The troubling fact about this politically correct ‘sustainable use of forests’ theory is that no one knows exactly how much resource extraction is ecologically sustainable. While it is imperative that we redress injustices done to impoverished forest dwellers, it is vital that we do not perpetuate injustices to wildlife, which do not have either a voice or a vote. Today, India’ s National Parks and Sanctuaries are the last refuges where endangered species have some degree of security. Rampant, market-driven exploitation of forest products in these ecologically sensitive hotspots of biodiversity can adversely affect the delicate balance of nature. A tiger that requires 3000 kg of live prey a year needs a healthy herbivore population for its survival, which is only possible in a healthy habitat; an adult elephant needs about 250 kg of fodder a day to fill its cavernous stomach. What level of human extraction of forest products is ‘sustainable’ to these species?

Scientific studies have shown that most species of large wildlife decline and disappear when they have to compete with high-density human populations. Even in the vast forests of the Amazon, human-wildlife coexistence works only where traditional forest dwellers live at low densities with no links to outside markets. In the Indian context, where forests have shrunk drastically, and turned into tiny islands amidst a sea of humanity, it would be suicidal to dismantle State protection for our Protected Areas.

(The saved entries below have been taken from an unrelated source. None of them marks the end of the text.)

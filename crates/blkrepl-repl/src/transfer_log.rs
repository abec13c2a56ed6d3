//! Send-side transfer log.
//!
//! Every write replicated to the peer is recorded under the barrier that
//! was open when it was sent. The peer acknowledges barriers in the order
//! they were sent, stating how many writes it saw in the epoch; only then
//! may the entries be forgotten. On connection loss the writes the peer
//! has not confirmed as written are reported so the caller can mark them
//! out of sync.

use std::collections::VecDeque;

use parking_lot::Mutex;
use rand::Rng;
use tokio::sync::oneshot;
use tracing::{debug, error};

use crate::error::{ReplError, ReplResult};

/// Barrier number the log starts with.
pub const INITIAL_BARRIER_NR: u32 = 4711;

/// How a replicated write ended from the application's point of view.
#[derive(Debug, Clone, Copy, PartialEq, Eq)]
pub enum WriteOutcome {
    /// The peer acknowledged the write.
    Replicated,
    /// The write only reached the local disk; its range is out of sync.
    LocalOnly,
}

/// Acknowledgement received for a logged write.
#[derive(Debug, Clone, Copy, PartialEq, Eq)]
pub enum PeerAck {
    /// The peer received the data (protocol B).
    Received,
    /// The peer wrote the data (protocol C).
    Written,
    /// The peer failed to write the data.
    Failed,
}

#[derive(Debug)]
struct LoggedWrite {
    id: u64,
    sector: u64,
    size: u32,
    written: bool,
    done: Option<oneshot::Sender<WriteOutcome>>,
}

impl LoggedWrite {
    /// Someone still waits for the peer's answer.
    fn is_waiting(&self) -> bool {
        self.done.as_ref().map(|tx| !tx.is_closed()).unwrap_or(false)
    }

    fn complete(&mut self, outcome: WriteOutcome) {
        if let Some(tx) = self.done.take() {
            // the submitter may have given up waiting
            let _ = tx.send(outcome);
        }
    }
}

#[derive(Debug)]
struct TlBarrier {
    nr: u32,
    n_req: u32,
    requests: Vec<LoggedWrite>,
}

impl TlBarrier {
    fn new(nr: u32) -> Self {
        Self {
            nr,
            n_req: 0,
            requests: Vec::new(),
        }
    }
}

#[derive(Debug)]
struct TlInner {
    barriers: VecDeque<TlBarrier>,
    out_of_sequence: Vec<LoggedWrite>,
}

impl TlInner {
    fn newest(&mut self) -> &mut TlBarrier {
        if self.barriers.is_empty() {
            self.barriers.push_back(TlBarrier::new(INITIAL_BARRIER_NR));
        }
        let last = self.barriers.len() - 1;
        &mut self.barriers[last]
    }

    fn find(&mut self, id: u64) -> Option<&mut LoggedWrite> {
        self.barriers
            .iter_mut()
            .flat_map(|b| b.requests.iter_mut())
            .chain(self.out_of_sequence.iter_mut())
            .find(|w| w.id == id)
    }
}

fn next_nr(nr: u32) -> u32 {
    match nr.wrapping_add(1) {
        0 => 1,
        n => n,
    }
}

/// Ordered log of replicated writes grouped by barrier.
#[derive(Debug)]
pub struct TransferLog {
    inner: Mutex<TlInner>,
}

impl Default for TransferLog {
    fn default() -> Self {
        Self::new()
    }
}

impl TransferLog {
    /// Create a log with one open barrier.
    pub fn new() -> Self {
        let mut barriers = VecDeque::new();
        barriers.push_back(TlBarrier::new(INITIAL_BARRIER_NR));
        Self {
            inner: Mutex::new(TlInner {
                barriers,
                out_of_sequence: Vec::new(),
            }),
        }
    }

    /// Number of the barrier new writes are logged under.
    pub fn current_barrier(&self) -> u32 {
        self.inner.lock().newest().nr
    }

    /// Writes logged under the open barrier.
    pub fn current_count(&self) -> u32 {
        self.inner.lock().newest().n_req
    }

    /// Barriers not yet acknowledged, the open one included.
    pub fn barrier_count(&self) -> usize {
        self.inner.lock().barriers.len()
    }

    /// Writes still in the log.
    pub fn pending_requests(&self) -> usize {
        let inner = self.inner.lock();
        inner.barriers.iter().map(|b| b.requests.len()).sum::<usize>() + inner.out_of_sequence.len()
    }

    /// Log a write under the open barrier.
    ///
    /// The receiver resolves once the peer acknowledged the write or the
    /// connection was lost.
    pub fn append_request(&self, id: u64, sector: u64, size: u32) -> (u32, oneshot::Receiver<WriteOutcome>) {
        let (tx, rx) = oneshot::channel();
        let mut inner = self.inner.lock();
        let b = inner.newest();
        b.n_req += 1;
        b.requests.push(LoggedWrite {
            id,
            sector,
            size,
            written: false,
            done: Some(tx),
        });
        (b.nr, rx)
    }

    /// Close the open barrier and open the next one.
    ///
    /// Returns the number of the closed barrier, to be sent to the peer, or
    /// `None` when no write was logged under it.
    pub fn add_barrier(&self) -> Option<u32> {
        let mut inner = self.inner.lock();
        let newest = inner.newest();
        if newest.n_req == 0 {
            return None;
        }
        let closed = newest.nr;
        inner.barriers.push_back(TlBarrier::new(next_nr(closed)));
        debug!(barrier = closed, "barrier closed");
        Some(closed)
    }

    /// Record an acknowledgement for write `id`.
    ///
    /// Returns the range of a failed write so the caller can mark it out
    /// of sync.
    pub fn ack_request(&self, id: u64, ack: PeerAck) -> Option<(u64, u32)> {
        let mut inner = self.inner.lock();
        let w = inner.find(id)?;
        match ack {
            PeerAck::Received => {
                w.complete(WriteOutcome::Replicated);
                None
            }
            PeerAck::Written => {
                w.written = true;
                w.complete(WriteOutcome::Replicated);
                None
            }
            PeerAck::Failed => {
                w.complete(WriteOutcome::LocalOnly);
                Some((w.sector, w.size))
            }
        }
    }

    /// Handle a barrier acknowledgement.
    ///
    /// `barrier_nr` must be the oldest barrier and `set_size` the number
    /// of writes logged under it. A mismatch is a peer protocol violation;
    /// the caller forces the connection into `ProtocolError`.
    pub fn release_barrier(&self, barrier_nr: u32, set_size: u32) -> ReplResult<()> {
        let mut inner = self.inner.lock();
        let Some(oldest) = inner.barriers.front() else {
            let msg = format!("BAD! BarrierAck #{barrier_nr} received, but no epoch in tl!?");
            error!("{msg}");
            return Err(ReplError::protocol(msg));
        };
        if oldest.nr != barrier_nr {
            let msg = format!(
                "BAD! BarrierAck #{barrier_nr} received, expected #{}!",
                oldest.nr
            );
            error!("{msg}");
            return Err(ReplError::protocol(msg));
        }
        if oldest.n_req != set_size {
            let msg = format!(
                "BAD! BarrierAck #{barrier_nr} received with n_req={set_size}, expected n_req={}!",
                oldest.n_req
            );
            error!("{msg}");
            return Err(ReplError::protocol(msg));
        }

        if inner.barriers.len() == 1 {
            inner.barriers.push_back(TlBarrier::new(next_nr(barrier_nr)));
        }
        if let Some(b) = inner.barriers.pop_front() {
            // an ack that overtook the write acks keeps the write findable
            let waiting = b.requests.into_iter().filter(LoggedWrite::is_waiting);
            inner.out_of_sequence.extend(waiting);
        }
        inner.out_of_sequence.retain(LoggedWrite::is_waiting);
        debug!(barrier = barrier_nr, set_size, "barrier released");
        Ok(())
    }

    /// Fail every logged write after the connection was lost.
    ///
    /// Writes the peer did not confirm as written are returned as
    /// `(sector, size)` ranges to be marked out of sync. The log restarts
    /// with a single barrier at a random number.
    pub fn clear_all(&self) -> Vec<(u64, u32)> {
        let mut inner = self.inner.lock();
        let mut out_of_sync = Vec::new();
        let barriers = std::mem::take(&mut inner.barriers);
        let oos = std::mem::take(&mut inner.out_of_sequence);
        for mut w in barriers.into_iter().flat_map(|b| b.requests).chain(oos) {
            if w.written {
                w.complete(WriteOutcome::Replicated);
            } else {
                w.complete(WriteOutcome::LocalOnly);
                out_of_sync.push((w.sector, w.size));
            }
        }
        let initial = match rand::thread_rng().gen::<u32>() {
            0 => 1,
            n => n,
        };
        inner.barriers.push_back(TlBarrier::new(initial));
        out_of_sync
    }
}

It is well documented that the forests of India’s North-East, which have largely been under the control of autonomous tribal councils, are suffering from severe faunal impoverishment, also known as the ‘empty forest syndrome’. As starkly revealed in the documentary film, ‘The Wild Meat Trail’, by Rita Banerjee and Shilpi Sharma, many tribal communities that have enough cultivable land and livestock to meet their nutritional needs, are relentlessly exterminating wildlife from their community forests by shooting, trapping, and snaring every creature, from the smallest to the largest, for cash; the majority of this illegal wild meat is sold in local markets that cater to consumers from neighbouring towns and villages, for whom wildlife meat is a delicacy.

In contrast, many wildlife reserves across the country, where the protectionist paradigm has been in place since the 70s, such as Corbett, Kanha, Kaziranga and Bandipur, support some of the highest wildlife densities in the world. This is not to say that all is well with the system of forest management in India. The tiger extinctions in Sariska and Panna, and many other failures, leave us in no doubt that forest governance is in dire need of sweeping reforms and a change in authoritarian mindsets. But the remedies proposed by the Saxena Committee may end up being worse than the maladies it is ostensibly setting out to cure.

Today there are about 600 Protected Areas in India - an impressive sounding figure, until you realize that all these put together constitute just around 3-4 % of our total land area. Yet, this tiny proportion of our country holds the key to the survival of its billion people. Our mountains, rivers, wetlands and, above all, forests, provide innumerable ecosystem services that we take for granted, but without which life, or economic progress, would be virtually impossible. These are irreplaceable ecological treasures that must be regarded as sacrosanct.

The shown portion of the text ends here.